Она рассказала, что не стала отрекаться от веры своих родителей, как сделали многие другие, приехавшие из Финляндии и вышедшие здесь замуж, хотя вот уже двенадцать лет ей приходится обходиться без причастия, потому что ближе, чем в Архангельске нет лютеранского попа. [...] Госпожа задала мне довольно трудный теологический вопрос: может ли она, оставаясь лютеранкой, принимать участие в таинствах православной церкви? Я не сумел ответить моей дорогой кузине, поскольку не знал, имеет ли право православный священник допускать к причастию людей иных вероисповеданий, и посоветовал ей обратиться к попу, надеясь, что если ей это будет дозволено, то я сумею убедить ее, что и таким образом полученное причастие не менее благостно и действенно, чем причастие в лютеранской церкви. Но она была не очень довольна русским попом, который, насколько ей было известно, за все лето не отслужил ни одного молебна о дожде, из-за чего ее картофельное поле увядало. Но господь, который и без наших молитв заботится о нас и нашем картофеле, в тот же вечер, пока мы сидели за чаем, послал небольшой дождик, который был словно предвестником водяных потоков, низвергшихся затем с небес в количестве наверняка достаточном, чтобы примирить ее с попом. А в целом ей так нравилось в России, что, по ее уверениям, даже овдовев, она не поехала бы обратно в Финляндию, хотя у нее не было здесь ни детей, ни родственников. По ее мнению, после некоторых ожидаемых усовершенствований со стороны неустанного правительства Россия вскоре превратится в самую лучшую страну в мире. Мне осталось лишь пожелать, чтобы это произошло как можно скорее, выразив надежду, чтобы затем наступил черед и для нашей страны. [...]
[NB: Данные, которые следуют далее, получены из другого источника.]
//! Video persistence and engagement (likes, comments, cascading delete)

use chrono::Utc;
use serde::Serialize;
use sqlx::sqlite::SqliteRow;
use sqlx::{Row, SqlitePool};

use farmlink_common::db::models::{Comment, Video};
use farmlink_common::{Error, Result};

/// Fields for a new video record
#[derive(Debug)]
pub struct NewVideo {
    pub farmer_id: i64,
    pub video_path: String,
    pub thumbnail_path: String,
    pub title: String,
    pub description: String,
    pub location: String,
    pub expiry_date: String,
}

/// Feed entry: a video plus engagement state computed for the viewing user
/// at query time
#[derive(Debug, Clone, Serialize)]
pub struct FeedEntry {
    #[serde(flatten)]
    pub video: Video,
    pub farmer_name: String,
    pub like_count: i64,
    pub has_liked: bool,
    pub comments: Vec<Comment>,
}

pub async fn insert_video(pool: &SqlitePool, new_video: &NewVideo) -> Result<Video> {
    let result = sqlx::query(
        r#"
        INSERT INTO videos (
            farmer_id, video_path, thumbnail_path, title, description,
            location, expiry_date, created_at
        ) VALUES (?, ?, ?, ?, ?, ?, ?, ?)
        "#,
    )
    .bind(new_video.farmer_id)
    .bind(&new_video.video_path)
    .bind(&new_video.thumbnail_path)
    .bind(&new_video.title)
    .bind(&new_video.description)
    .bind(&new_video.location)
    .bind(&new_video.expiry_date)
    .bind(Utc::now().to_rfc3339())
    .execute(pool)
    .await?;

    let id = result.last_insert_rowid();
    find_by_id(pool, id)
        .await?
        .ok_or_else(|| Error::Internal(format!("Video {} vanished after insert", id)))
}

pub async fn find_by_id(pool: &SqlitePool, id: i64) -> Result<Option<Video>> {
    let row = sqlx::query(
        "SELECT id, farmer_id, video_path, thumbnail_path, title, description, location, \
         expiry_date, created_at FROM videos WHERE id = ?",
    )
    .bind(id)
    .fetch_optional(pool)
    .await?;

    row.map(|r| map_video(&r)).transpose()
}

/// All videos, newest first, with engagement state for `viewer_id`
pub async fn list_feed(pool: &SqlitePool, viewer_id: i64) -> Result<Vec<FeedEntry>> {
    let rows = sqlx::query(
        r#"
        SELECT v.id, v.farmer_id, v.video_path, v.thumbnail_path, v.title, v.description,
               v.location, v.expiry_date, v.created_at,
               COALESCE(u.name, 'Unknown Farmer') AS farmer_name,
               (SELECT COUNT(*) FROM likes l WHERE l.video_id = v.id) AS like_count,
               EXISTS(SELECT 1 FROM likes l WHERE l.video_id = v.id AND l.user_id = ?) AS has_liked
        FROM videos v
        LEFT JOIN users u ON u.id = v.farmer_id
        ORDER BY v.id DESC
        "#,
    )
    .bind(viewer_id)
    .fetch_all(pool)
    .await?;

    let mut feed = Vec::with_capacity(rows.len());
    for row in rows {
        let video = map_video(&row)?;
        let comments = comments_for_video(pool, video.id).await?;
        feed.push(FeedEntry {
            farmer_name: row.get("farmer_name"),
            like_count: row.get("like_count"),
            has_liked: row.get::<i64, _>("has_liked") != 0,
            video,
            comments,
        });
    }

    Ok(feed)
}

/// Toggle the (user, video) like; returns true when the like now exists.
/// The unique index on (user_id, video_id) keeps concurrent toggles from
/// double-inserting.
pub async fn toggle_like(pool: &SqlitePool, user_id: i64, video_id: i64) -> Result<bool> {
    let deleted = sqlx::query("DELETE FROM likes WHERE user_id = ? AND video_id = ?")
        .bind(user_id)
        .bind(video_id)
        .execute(pool)
        .await?;

    if deleted.rows_affected() > 0 {
        return Ok(false);
    }

    sqlx::query("INSERT OR IGNORE INTO likes (user_id, video_id) VALUES (?, ?)")
        .bind(user_id)
        .bind(video_id)
        .execute(pool)
        .await?;

    Ok(true)
}

pub async fn like_count(pool: &SqlitePool, video_id: i64) -> Result<i64> {
    let count: i64 = sqlx::query_scalar("SELECT COUNT(*) FROM likes WHERE video_id = ?")
        .bind(video_id)
        .fetch_one(pool)
        .await?;

    Ok(count)
}

/// Append a comment with the commenter's display name captured now.
/// Empty or whitespace-only text is a no-op.
pub async fn add_comment(
    pool: &SqlitePool,
    user_id: i64,
    video_id: i64,
    text: &str,
    user_name: &str,
) -> Result<()> {
    if text.trim().is_empty() {
        return Ok(());
    }

    sqlx::query(
        "INSERT INTO comments (user_id, video_id, text, user_name, created_at) \
         VALUES (?, ?, ?, ?, ?)",
    )
    .bind(user_id)
    .bind(video_id)
    .bind(text)
    .bind(user_name)
    .bind(Utc::now().to_rfc3339())
    .execute(pool)
    .await?;

    Ok(())
}

pub async fn comments_for_video(pool: &SqlitePool, video_id: i64) -> Result<Vec<Comment>> {
    let rows = sqlx::query(
        "SELECT id, user_id, video_id, text, user_name, created_at FROM comments \
         WHERE video_id = ? ORDER BY id",
    )
    .bind(video_id)
    .fetch_all(pool)
    .await?;

    rows.iter().map(map_comment).collect()
}

/// Delete the video row plus its comments and likes in one transaction.
/// Backing-file cleanup happens at the call site before this runs; an error
/// here rolls back every row deletion.
pub async fn delete_video_records(pool: &SqlitePool, video_id: i64) -> Result<()> {
    let mut tx = pool.begin().await?;

    sqlx::query("DELETE FROM comments WHERE video_id = ?")
        .bind(video_id)
        .execute(&mut *tx)
        .await?;
    sqlx::query("DELETE FROM likes WHERE video_id = ?")
        .bind(video_id)
        .execute(&mut *tx)
        .await?;
    sqlx::query("DELETE FROM videos WHERE id = ?")
        .bind(video_id)
        .execute(&mut *tx)
        .await?;

    tx.commit().await?;

    Ok(())
}

fn map_video(row: &SqliteRow) -> Result<Video> {
    Ok(Video {
        id: row.get("id"),
        farmer_id: row.get("farmer_id"),
        video_path: row.get("video_path"),
        thumbnail_path: row.get("thumbnail_path"),
        title: row.get("title"),
        description: row.get("description"),
        location: row.get("location"),
        expiry_date: row.get("expiry_date"),
        created_at: crate::db::users::parse_timestamp(row, "created_at")?,
    })
}

fn map_comment(row: &SqliteRow) -> Result<Comment> {
    Ok(Comment {
        id: row.get("id"),
        user_id: row.get("user_id"),
        video_id: row.get("video_id"),
        text: row.get("text"),
        user_name: row.get("user_name"),
        created_at: crate::db::users::parse_timestamp(row, "created_at")?,
    })
}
В городе еще жили супруга унтер-офицера, родом из Хельсинки, знавшая шведский, и две женщины из Финляндии, но мне не представилась возможность встретиться с ними. Я невольно подумал: «Если в маленький город Онега с населением в тысячу или полторы тысячи жителей из Финляндии привезены четыре жены, то сколько же их может быть в местах получше?» Слышал, что есть они и в Архангельске, но увидеть не довелось. [...]
Если не считать двух первых перегонов, все сто пятьдесят верст начиная от Онеги не увидишь ни гор, ни холмов, лишь луга по обе стороны реки да деревни, стоящие в нескольких верстах друг от друга. Травы на лугах хорошие, даже дорога поросла травой, скрыв следы колеи. Кое-где виднеются скирды сена, оставшиеся еще с прошлого года. Но даже при таком обилии кормов крестьяне содержат не более восьми — десяти коров и двух лошадей на дворе. Это казалось странным по сравнению с нашими крестьянами, которые, особенно на севере, где сена вдвое меньше, содержат стада вдвое больше. Поля были просторные и обещали хороший урожай. Ни на одном поле я не увидел как следует сделанных канав. Первое льняное поле встретилось лишь в ста пятидесяти верстах от Онеги, но конопляники встречались и раньше. Глинистые почвы здесь сменились супесчаными. В лесу стала встречаться лиственница. Это роскошное дерево, пригодное для строительства, могло бы произрастать и в Финляндии, вплоть до окрестностей Вааса и Куопио, а возможно и севернее, поскольку климат у нас более умеренный.